Some Plugins can operate on more than one Context. For example, the lobe segmentation algorithm divides up a lung region into lobes. It operates on the left lung Context or the right lung Context. A Context Set is a set of Contexts over which a Plugin can operate. The Single Lung Context Set contains two Contexts, Left Lung and Right Lung. The Lobe Context Set contains five, one for each lobe. Whereas the Lung ROI Context Set only contains one Context, the Lung ROI Context.

GetResult with a Context#

When you get any result from the Pulmonary Toolkit (using the GetResult() method), you can specify a Context, e.g.

dataset.GetResult('MyPlugin', context);

where context is one (or a cell array) of the PTKContext enumerations. The Pulmonary Toolkit will fetch your result for that particular Context. If you don’t specify a Context, then normally LungROI is assumed.

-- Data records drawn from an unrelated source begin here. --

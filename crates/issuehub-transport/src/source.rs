use async_trait::async_trait;
use std::sync::Arc;
use tracing::debug;

use issuehub_kernel::{ClientSource, GraphClient, Result, RestClient};

use crate::config::TransportConfig;
use crate::graph::GithubGraphClient;
use crate::rest::GithubRestClient;
use crate::token::TokenSource;

/// Builds fresh clients per operation, resolving the token each time.
#[derive(Debug, Clone, Default)]
pub struct GithubClientSource {
    config: TransportConfig,
    token: TokenSource,
}

impl GithubClientSource {
    pub fn new(config: TransportConfig, token: TokenSource) -> Self {
        Self { config, token }
    }

    pub fn config(&self) -> &TransportConfig {
        &self.config
    }
}

#[async_trait]
impl ClientSource for GithubClientSource {
    async fn rest(&self) -> Result<Arc<dyn RestClient>> {
        let token = self.token.resolve()?;
        debug!(api_base = %self.config.api_base, "building REST client");
        Ok(Arc::new(GithubRestClient::new(&self.config, &token)?))
    }

    async fn graph(&self) -> Result<Arc<dyn GraphClient>> {
        let token = self.token.resolve()?;
        debug!(endpoint = %self.config.graphql_url, "building graph client");
        Ok(Arc::new(GithubGraphClient::new(&self.config, &token)?))
    }
}
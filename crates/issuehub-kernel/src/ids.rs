//! Identifier types.
//!
//! An issue has three keys upstream and they are never interchangeable:
//!
//! ```text
//! IssueNumber  #17                repo-scoped, human-visible (REST paths)
//! IssueId      2_310_455_101      database id (sub-issue payloads, anchors)
//! NodeId       "I_kwDOAbc123"     opaque graph id (graph mutations)
//! ```

use serde::{Deserialize, Serialize};
use std::fmt;

use crate::error::ValidationError;

/// `owner/name` of a repository.
#[derive(Debug, Clone, PartialEq, Eq, Hash, Serialize, Deserialize)]
pub struct RepoRef {
    pub owner: String,
    pub name: String,
}

impl RepoRef {
    pub fn new(owner: &str, name: &str) -> Result<Self, ValidationError> {
        let owner = owner.trim();
        let name = name.trim();
        if owner.is_empty() {
            return Err(ValidationError::Missing("owner"));
        }
        if name.is_empty() {
            return Err(ValidationError::Missing("repo"));
        }
        Ok(Self {
            owner: owner.to_string(),
            name: name.to_string(),
        })
    }

    /// Parse `owner/name`.
    pub fn parse(raw: &str) -> Result<Self, ValidationError> {
        let (owner, name) = raw.trim().split_once('/').ok_or_else(|| {
            ValidationError::invalid("repo", format!("`{raw}` (expected owner/repo)"))
        })?;
        if name.contains('/') {
            return Err(ValidationError::invalid(
                "repo",
                format!("`{raw}` (expected owner/repo)"),
            ));
        }
        Self::new(owner, name)
    }

    pub fn slug(&self) -> String {
        format!("{}/{}", self.owner, self.name)
    }
}

impl fmt::Display for RepoRef {
    fn fmt(&self, f: &mut fmt::Formatter<'_>) -> fmt::Result {
        write!(f, "{}/{}", self.owner, self.name)
    }
}

/// Repository-scoped sequential issue number.
#[derive(Debug, Clone, Copy, PartialEq, Eq, Hash, PartialOrd, Ord, Serialize, Deserialize)]
#[serde(transparent)]
pub struct IssueNumber(u64);

impl IssueNumber {
    pub fn new(field: &'static str, raw: i64) -> Result<Self, ValidationError> {
        if raw < 1 {
            return Err(ValidationError::invalid(
                field,
                format!("{raw} (issue numbers start at 1)"),
            ));
        }
        Ok(Self(raw as u64))
    }

    pub fn get(self) -> u64 {
        self.0
    }
}

impl fmt::Display for IssueNumber {
    fn fmt(&self, f: &mut fmt::Formatter<'_>) -> fmt::Result {
        write!(f, "#{}", self.0)
    }
}

/// Database id of an issue. Not the issue number.
#[derive(Debug, Clone, Copy, PartialEq, Eq, Hash, Serialize, Deserialize)]
#[serde(transparent)]
pub struct IssueId(i64);

impl IssueId {
    pub fn new(field: &'static str, raw: i64) -> Result<Self, ValidationError> {
        if raw < 1 {
            return Err(ValidationError::invalid(
                field,
                format!("{raw} (issue ids are positive)"),
            ));
        }
        Ok(Self(raw))
    }

    pub fn get(self) -> i64 {
        self.0
    }
}

impl fmt::Display for IssueId {
    fn fmt(&self, f: &mut fmt::Formatter<'_>) -> fmt::Result {
        write!(f, "{}", self.0)
    }
}

/// Opaque graph node id, for issues and actors alike.
#[derive(Debug, Clone, PartialEq, Eq, Hash, Serialize, Deserialize)]
#[serde(transparent)]
pub struct NodeId(String);

impl NodeId {
    pub fn new(raw: impl Into<String>) -> Result<Self, ValidationError> {
        let raw = raw.into();
        if raw.trim().is_empty() {
            return Err(ValidationError::Missing("node id"));
        }
        Ok(Self(raw))
    }

    pub fn as_str(&self) -> &str {
        &self.0
    }
}

impl fmt::Display for NodeId {
    fn fmt(&self, f: &mut fmt::Formatter<'_>) -> fmt::Result {
        f.write_str(&self.0)
    }
}

#[cfg(test)]
mod tests {
    use super::*;

    #[test]
    fn repo_ref_rejects_blank_parts() {
        assert_eq!(
            RepoRef::new("  ", "repo"),
            Err(ValidationError::Missing("owner"))
        );
        assert_eq!(RepoRef::new("octo", ""), Err(ValidationError::Missing("repo")));
    }

    #[test]
    fn repo_ref_parses_slug() {
        let repo = RepoRef::parse(" octo/hello ").expect("slug should parse");
        assert_eq!(repo.owner, "octo");
        assert_eq!(repo.name, "hello");
        assert_eq!(repo.slug(), "octo/hello");
        assert!(RepoRef::parse("octo").is_err());
        assert!(RepoRef::parse("octo/hello/extra").is_err());
    }

    #[test]
    fn issue_number_must_be_positive() {
        assert!(IssueNumber::new("issueNumber", 0).is_err());
        assert!(IssueNumber::new("issueNumber", -3).is_err());
        assert_eq!(IssueNumber::new("issueNumber", 9).map(IssueNumber::get), Ok(9));
    }

    #[test]
    fn ids_serialize_as_bare_values() {
        let id = IssueId::new("subIssueId", 42).expect("valid id");
        assert_eq!(serde_json::to_value(id).expect("serialize"), serde_json::json!(42));
        let node = NodeId::new("I_abc").expect("valid node id");
        assert_eq!(
            serde_json::to_value(&node).expect("serialize"),
            serde_json::json!("I_abc")
        );
    }
}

The exception to this is where a Plugin itself specifies a single particular Context, such as OriginalImage.

What happens when you specify a Context depends on how the Plugin operates (see below). The Pulmonary Toolkit will if necessary combine or reduce the results in order to fit the Context you have specified. For example, if a Plugin is set to operate on a single lung (the right or left lung), but you requires a LungROI context, then the Plugin will be run twice, once for each lung, and the images combined.

Context hierarchy#

The hierarchy defines how Contexts and Context Sets related to each other. Generally this is through defining a mask for each Context. Each mask is produced by the output of a Plugin, so for example the Left Lung and Right Lung contexts are defined by the masks produced by the left and right lung segmentation Plugin.

When PTK runs a Plugin it looks at the Context that has been requested and the Contexts that the Plugin supports. If they match, it runs the Plugin directly and returns the result. If they do not match, PTK steps up or down through the context hierarchy as required to find a matching set of Contexts that the Plugin does support. When the Plugin runs, its inputs and outputs will be converted automatically between the Contexts.

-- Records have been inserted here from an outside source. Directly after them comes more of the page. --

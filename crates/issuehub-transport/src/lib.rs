//! HTTPS implementations of the kernel's upstream facade.
//!
//! One `reqwest::Client` per operation, carrying the GitHub default headers
//! (accept, pinned API version, bearer token). Failures are reported once;
//! nothing here retries.

pub mod config;
pub mod graph;
pub mod rest;
pub mod source;
pub mod token;

pub use config::TransportConfig;
pub use graph::GithubGraphClient;
pub use rest::GithubRestClient;
pub use source::GithubClientSource;
pub use token::{TOKEN_ENV_VAR, TokenSource};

For example, if you run a Plugin on the full Lung Context, but the Plugin only supports the Lobe Context Set, PTK will split the image up into the Contexts for each Lobe, run the plugin on each Lobe Context, and then combine the output images and return a single combined image back in the Lung context set.

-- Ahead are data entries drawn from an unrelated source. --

use serde::{Deserialize, Serialize};

pub const DEFAULT_API_BASE: &str = "https://api.github.com";
pub const DEFAULT_GRAPHQL_URL: &str = "https://api.github.com/graphql";
pub const DEFAULT_USER_AGENT: &str = "issuehub";
pub const DEFAULT_TIMEOUT_MS: u64 = 30_000;

/// Pinned REST API version sent on every request.
pub const API_VERSION: &str = "2022-11-28";
pub const ACCEPT_GITHUB_JSON: &str = "application/vnd.github+json";

/// Endpoints and client settings. Deserializes from the `[upstream]` table
/// of the config file; absent keys keep their defaults.
#[derive(Debug, Clone, PartialEq, Eq, Serialize, Deserialize)]
#[serde(default, deny_unknown_fields)]
pub struct TransportConfig {
    pub api_base: String,
    pub graphql_url: String,
    pub user_agent: String,
    pub timeout_ms: u64,
}

impl Default for TransportConfig {
    fn default() -> Self {
        Self {
            api_base: DEFAULT_API_BASE.to_string(),
            graphql_url: DEFAULT_GRAPHQL_URL.to_string(),
            user_agent: DEFAULT_USER_AGENT.to_string(),
            timeout_ms: DEFAULT_TIMEOUT_MS,
        }
    }
}

impl TransportConfig {
    /// Point both endpoints at one host, GitHub Enterprise style:
    /// `https://ghe.example/api/v3` for REST and `.../api/graphql` for graph.
    pub fn for_host(api_base: &str) -> Self {
        let api_base = api_base.trim_end_matches('/').to_string();
        let graphql_url = match api_base.strip_suffix("/v3") {
            Some(root) => format!("{root}/graphql"),
            None => format!("{api_base}/graphql"),
        };
        Self {
            api_base,
            graphql_url,
            ..Self::default()
        }
    }

    pub(crate) fn rest_url(&self, path: &str) -> String {
        format!(
            "{}/{}",
            self.api_base.trim_end_matches('/'),
            path.trim_start_matches('/')
        )
    }
}

#[cfg(test)]
mod tests {
    use super::*;

    #[test]
    fn defaults_point_at_github() {
        let config = TransportConfig::default();
        assert_eq!(config.api_base, "https://api.github.com");
        assert_eq!(config.graphql_url, "https://api.github.com/graphql");
        assert_eq!(config.timeout_ms, 30_000);
    }

    #[test]
    fn enterprise_hosts_derive_graphql_endpoint() {
        let config = TransportConfig::for_host("https://ghe.example/api/v3/");
        assert_eq!(config.api_base, "https://ghe.example/api/v3");
        assert_eq!(config.graphql_url, "https://ghe.example/api/graphql");
        assert_eq!(
            config.rest_url("/repos/o/r/issues/1"),
            "https://ghe.example/api/v3/repos/o/r/issues/1"
        );
    }
}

Non-lung context hierarchies#

PTK defines its own context hierarchy for lung Contexts, though you could design your own for other types of image hierarchies.

Specifying Plugin Contexts#

A Plugin’s Context property specifies the Context Set it uses. The possible values are the numerations of PTKContextSet. If you don’t specify a Context property, then PTKContextSet.LungROI is assumed. The ContextSet you specify is the range of Contexts for which you permit this Plugin to be called. The Pulmonary Toolkit will only call the Plugin for the Contexts within this ContextSet

‘Any’ Context Set#

Now think of an algorithm for computing the volume of a lung region, or for computing the percentage of emphysema in a region. These algorithms could run on any desired region inside the lung. In this case, you can set the Context Set to PTKContextSet.Any, and Plugin can run over any set of Contexts you specify.

User-generated Contexts#

You can use the Manual Segmentation feature (PTK version 0.7 and later) to manually create segmentations. These segmentations can have multiple labels (colours). You can use each individual labelled segmentation as a context, or you can use all the labels together as a single context.

  • If you create a manual segmentation called MySeg, then specifying MySeg as a context for a plugin will run the plugin for a single context which is a mask comprising all the non-zero labels in MySeg.

  • You can also specify individual labels as contexts using MySeg.1 for label 1, MySeg.2 for label 2, etc.

  • You can use the GetAllContextsForManualSegmentations() method on the PTKDataset/MimDataset class to return a cell array of all the contexts that arise from all your labels in all your manual segmentations for this dataset. You can pass this cell array into a GetResult() call to run your plugin across all contexts defined by all your manual segmentations.